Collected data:
* * * * *

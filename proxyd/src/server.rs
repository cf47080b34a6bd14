/* -------------------------------------------------------------------------- *\
 *        Apache 2.0 License Copyright © 2023-2025 The Kubuild Authors        *
 *                                                                            *
 *         +-------------------------------------------------------+          *
 *         | ██╗  ██╗██╗   ██╗██████╗ ██╗   ██╗██╗██╗     ██████╗  |          *
 *         | ██║ ██╔╝██║   ██║██╔══██╗██║   ██║██║██║     ██╔══██╗ |          *
 *         | █████╔╝ ██║   ██║██████╔╝██║   ██║██║██║     ██║  ██║ |          *
 *         | ██╔═██╗ ██║   ██║██╔══██╗██║   ██║██║██║     ██║  ██║ |          *
 *         | ██║  ██╗╚██████╔╝██████╔╝╚██████╔╝██║███████╗██████╔╝ |          *
 *         | ╚═╝  ╚═╝ ╚═════╝ ╚═════╝  ╚═════╝ ╚═╝╚══════╝╚═════╝  |          *
 *         +-------------------------------------------------------+          *
 *                                                                            *
 *                   In-Cluster Image Builds for Kubernetes                   *
 *                                                                            *
 * -------------------------------------------------------------------------- *
 *                                                                            *
 *   Licensed under the Apache License, Version 2.0 (the "License");          *
 *   you may not use this file except in compliance with the License.         *
 *   You may obtain a copy of the License at                                  *
 *                                                                            *
 *       http://www.apache.org/licenses/LICENSE-2.0                           *
 *                                                                            *
 *   Unless required by applicable law or agreed to in writing, software      *
 *   distributed under the License is distributed on an "AS IS" BASIS,        *
 *   WITHOUT WARRANTIES OR CONDITIONS OF ANY KIND, either express or implied. *
 *   See the License for the specific language governing permissions and      *
 *   limitations under the License.                                           *
 *                                                                            *
\* -------------------------------------------------------------------------- */

//! The gRPC facade: pass-through control methods, the solve
//! interceptor that arms session hijacking, and server lifecycle.

use crate::imageload::{Replication, RuntimeLoader};
use crate::{ServerConfig, CONTAINERD_NAMESPACE};
use kubuild_client::BuildKitClient;
use kubuild_imageload::{ContainerdLoader, DockerLoader};
use kubuild_proto::control::control_server::{Control, ControlServer};
use kubuild_proto::control::{
    BytesMessage, DiskUsageRequest, DiskUsageResponse,
    ListWorkersRequest, ListWorkersResponse, PruneRequest, SolveRequest,
    SolveResponse, StatusRequest, StatusResponse, UsageRecord,
};
use kubuild_proto::proxy::proxy_server::ProxyServer as ProxyExtServer;
use std::collections::HashMap;
use std::sync::Arc;
use std::time::Duration;
use tokio::sync::{mpsc, Mutex};
use tokio_stream::wrappers::{ReceiverStream, UnixListenerStream};
use tonic::transport::Server;
use tonic::{Request, Response, Status, Streaming};
use tracing::{debug, info};

const HEALTH_POLL_INTERVAL: Duration = Duration::from_millis(500);

// Exporters whose payload may need to land in the node runtime.
const HIJACKABLE_EXPORTERS: [&str; 3] = ["image", "docker", "oci"];

/// Per-session state: the exporter attributes a Solve declared, armed
/// before the session's sub-RPCs consult it.
///
/// The wire protocol has no ordering guarantee between Solve and the
/// session sub-streams; hijack decisions rely on the observed temporal
/// ordering (Solve is dispatched before the daemon starts exporting).
/// When the attributes are absent the transfer falls through to the
/// client untouched, which fails safe.
#[derive(Debug, Default, Clone)]
pub(crate) struct SessionState {
    pub exporter_attrs: HashMap<String, String>,
}

pub(crate) struct Inner {
    pub cfg: ServerConfig,
    pub buildkitd: BuildKitClient,
    pub loader: RuntimeLoader,
    pub sessions: Mutex<HashMap<String, SessionState>>,
    pub replication: Mutex<Replication>,
}

/// The proxy service; cheap to clone, all clones share state.
#[derive(Clone)]
pub struct ProxyServer {
    pub(crate) inner: Arc<Inner>,
}

impl ProxyServer {
    pub async fn new(cfg: ServerConfig) -> anyhow::Result<Self> {
        cfg.validate()?;

        debug!(
            "dialing buildkit socket: {}",
            cfg.buildkitd_socket_path
        );
        let buildkitd = BuildKitClient::connect_unix(
            cfg.buildkitd_socket_path.clone(),
        )
        .await?;

        let runtime = cfg.runtime();
        info!(
            "starting BuildKit proxy for {runtime} runtime on {}",
            cfg.helper_socket_path
        );
        let loader = match runtime {
            crate::Runtime::Containerd => RuntimeLoader::Containerd(
                ContainerdLoader::connect_unix(
                    &cfg.containerd_socket_path,
                    CONTAINERD_NAMESPACE,
                )
                .await?,
            ),
            crate::Runtime::Dockerd => RuntimeLoader::Docker(
                DockerLoader::connect_unix(&format!(
                    "unix://{}",
                    cfg.dockerd_socket_path
                ))?,
            ),
        };

        Ok(Self {
            inner: Arc::new(Inner {
                cfg,
                buildkitd,
                loader,
                sessions: Mutex::new(HashMap::new()),
                replication: Mutex::new(Replication::new()),
            }),
        })
    }

    /// Block until buildkitd answers a worker listing.
    pub async fn wait_for_buildkit_health(&self) {
        info!("checking for buildkitd health");
        loop {
            match self
                .inner
                .buildkitd
                .control()
                .list_workers(ListWorkersRequest::default())
                .await
            {
                Ok(resp) => {
                    info!(
                        "buildkitd workers detected: {:?}",
                        resp.into_inner().record
                    );
                    return;
                }
                Err(e) => debug!("buildkitd not ready yet: {e}"),
            }
            tokio::time::sleep(HEALTH_POLL_INTERVAL).await;
        }
    }

    /// Serve the control facade and proxy extension on the unix socket
    /// until `shutdown` resolves.
    pub async fn serve(
        self,
        shutdown: impl std::future::Future<Output = ()>,
    ) -> anyhow::Result<()> {
        let socket_path = self.inner.cfg.helper_socket_path.clone();
        // A stale socket file from a previous run would fail the bind.
        let _ = std::fs::remove_file(&socket_path);
        let listener = tokio::net::UnixListener::bind(&socket_path)?;

        self.wait_for_buildkit_health().await;
        info!("proxy is ready");

        Server::builder()
            .add_service(ControlServer::new(self.clone()))
            .add_service(ProxyExtServer::new(self.clone()))
            .serve_with_incoming_shutdown(
                UnixListenerStream::new(listener),
                shutdown,
            )
            .await?;
        info!("proxy exited");
        Ok(())
    }

    pub(crate) async fn get_session(
        &self,
        session_id: &str,
    ) -> SessionState {
        let mut sessions = self.inner.sessions.lock().await;
        sessions.entry(session_id.to_string()).or_default().clone()
    }

    pub(crate) async fn arm_session(
        &self,
        session_id: &str,
        exporter_attrs: HashMap<String, String>,
    ) {
        let mut sessions = self.inner.sessions.lock().await;
        sessions
            .entry(session_id.to_string())
            .or_default()
            .exporter_attrs = exporter_attrs;
    }

    pub(crate) async fn drop_session(&self, session_id: &str) {
        let mut sessions = self.inner.sessions.lock().await;
        let _ = sessions.remove(session_id);
    }

    pub(crate) async fn hijack_required(&self, session_id: &str) -> bool {
        !self.get_session(session_id).await.exporter_attrs.is_empty()
    }
}

/// Re-wrap a request for the daemon with the caller's metadata intact.
pub(crate) fn forward<T>(request: Request<T>) -> Request<T> {
    let (metadata, extensions, message) = request.into_parts();
    Request::from_parts(metadata, extensions, message)
}

#[tonic::async_trait]
impl Control for ProxyServer {
    async fn disk_usage(
        &self,
        request: Request<DiskUsageRequest>,
    ) -> Result<Response<DiskUsageResponse>, Status> {
        debug!("proxying DiskUsage {:?}", request.get_ref().filter);
        self.inner.buildkitd.control().disk_usage(forward(request)).await
    }

    async fn list_workers(
        &self,
        request: Request<ListWorkersRequest>,
    ) -> Result<Response<ListWorkersResponse>, Status> {
        debug!("proxying ListWorkers {:?}", request.get_ref().filter);
        self.inner
            .buildkitd
            .control()
            .list_workers(forward(request))
            .await
    }

    type PruneStream = ReceiverStream<Result<UsageRecord, Status>>;

    async fn prune(
        &self,
        request: Request<PruneRequest>,
    ) -> Result<Response<Self::PruneStream>, Status> {
        debug!("proxying Prune request: {:?}", request.get_ref());
        let mut upstream = self
            .inner
            .buildkitd
            .control()
            .prune(forward(request))
            .await?
            .into_inner();

        let (tx, rx) = mpsc::channel(16);
        let _ = tokio::spawn(async move {
            loop {
                match upstream.message().await {
                    Ok(Some(record)) => {
                        if tx.send(Ok(record)).await.is_err() {
                            break;
                        }
                    }
                    Ok(None) => break,
                    Err(status) => {
                        let _ = tx.send(Err(status)).await;
                        break;
                    }
                }
            }
        });
        Ok(Response::new(ReceiverStream::new(rx)))
    }

    async fn solve(
        &self,
        request: Request<SolveRequest>,
    ) -> Result<Response<SolveResponse>, Status> {
        let req = request.get_ref();
        debug!(
            "proxying Solve ref {} session {}",
            req.r#ref, req.session
        );

        // An exporter with attributes means the payload is an image the
        // local runtime (and any peers) should receive.
        if !req.exporter.is_empty()
            && HIJACKABLE_EXPORTERS
                .contains(&req.exporter.as_str())
            && !req.exporter_attrs.is_empty()
        {
            info!(
                "detected build with {} exporter - hijacking",
                req.exporter
            );
            self.arm_session(
                &req.session,
                req.exporter_attrs.clone(),
            )
            .await;
        }

        let resp = self
            .inner
            .buildkitd
            .control()
            .solve(forward(request))
            .await;
        debug!("solve finished: {resp:?}");
        resp
    }

    type StatusStream = ReceiverStream<Result<StatusResponse, Status>>;

    async fn status(
        &self,
        request: Request<StatusRequest>,
    ) -> Result<Response<Self::StatusStream>, Status> {
        debug!("proxying Status for {}", request.get_ref().r#ref);
        let mut upstream = self
            .inner
            .buildkitd
            .control()
            .status(forward(request))
            .await?
            .into_inner();

        let (tx, rx) = mpsc::channel(16);
        let _ = tokio::spawn(async move {
            loop {
                match upstream.message().await {
                    Ok(Some(status)) => {
                        if tx.send(Ok(status)).await.is_err() {
                            break;
                        }
                    }
                    Ok(None) => break,
                    Err(status) => {
                        let _ = tx.send(Err(status)).await;
                        break;
                    }
                }
            }
        });
        Ok(Response::new(ReceiverStream::new(rx)))
    }

    type SessionStream = ReceiverStream<Result<BytesMessage, Status>>;

    async fn session(
        &self,
        request: Request<Streaming<BytesMessage>>,
    ) -> Result<Response<Self::SessionStream>, Status> {
        self.intercept_session(request).await
    }
}

#[cfg(test)]
mod tests {
    use super::*;
    use kubuild_imageload::DockerLoader;

    fn test_server() -> ProxyServer {
        ProxyServer {
            inner: Arc::new(Inner {
                cfg: ServerConfig {
                    buildkitd_socket_path: "/nonexistent/buildkitd.sock"
                        .to_string(),
                    containerd_socket_path: String::new(),
                    dockerd_socket_path: "/nonexistent/docker.sock"
                        .to_string(),
                    helper_socket_path:
                        "/nonexistent/buildkit-proxy.sock".to_string(),
                },
                buildkitd: BuildKitClient::connect_lazy_unix(
                    "/nonexistent/buildkitd.sock".to_string(),
                ),
                loader: RuntimeLoader::Docker(
                    DockerLoader::connect_unix(
                        "unix:///nonexistent/docker.sock",
                    )
                    .expect("lazy docker client"),
                ),
                sessions: Mutex::new(HashMap::new()),
                replication: Mutex::new(Replication::new()),
            }),
        }
    }

    #[tokio::test]
    async fn test_session_armed_by_solve_attrs() {
        let server = test_server();
        assert!(!server.hijack_required("s1").await);

        server
            .arm_session(
                "s1",
                HashMap::from([(
                    "name".to_string(),
                    "repo:tag".to_string(),
                )]),
            )
            .await;
        assert!(server.hijack_required("s1").await);
        // Other sessions stay untouched.
        assert!(!server.hijack_required("s2").await);
    }

    #[tokio::test]
    async fn test_session_state_dropped_on_return() {
        let server = test_server();
        server
            .arm_session(
                "s1",
                HashMap::from([(
                    "name".to_string(),
                    "repo:tag".to_string(),
                )]),
            )
            .await;
        server.drop_session("s1").await;
        assert!(!server.hijack_required("s1").await);
        assert!(server.inner.sessions.lock().await.is_empty());
    }
}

* * * * *

Problem: Copy out the lines of the records above in which the string "ListWorkersRequest" appears.

Completed exercise:
    ListWorkersRequest, ListWorkersResponse, PruneRequest, SolveRequest,
                .list_workers(ListWorkersRequest::default())
        request: Request<ListWorkersRequest>,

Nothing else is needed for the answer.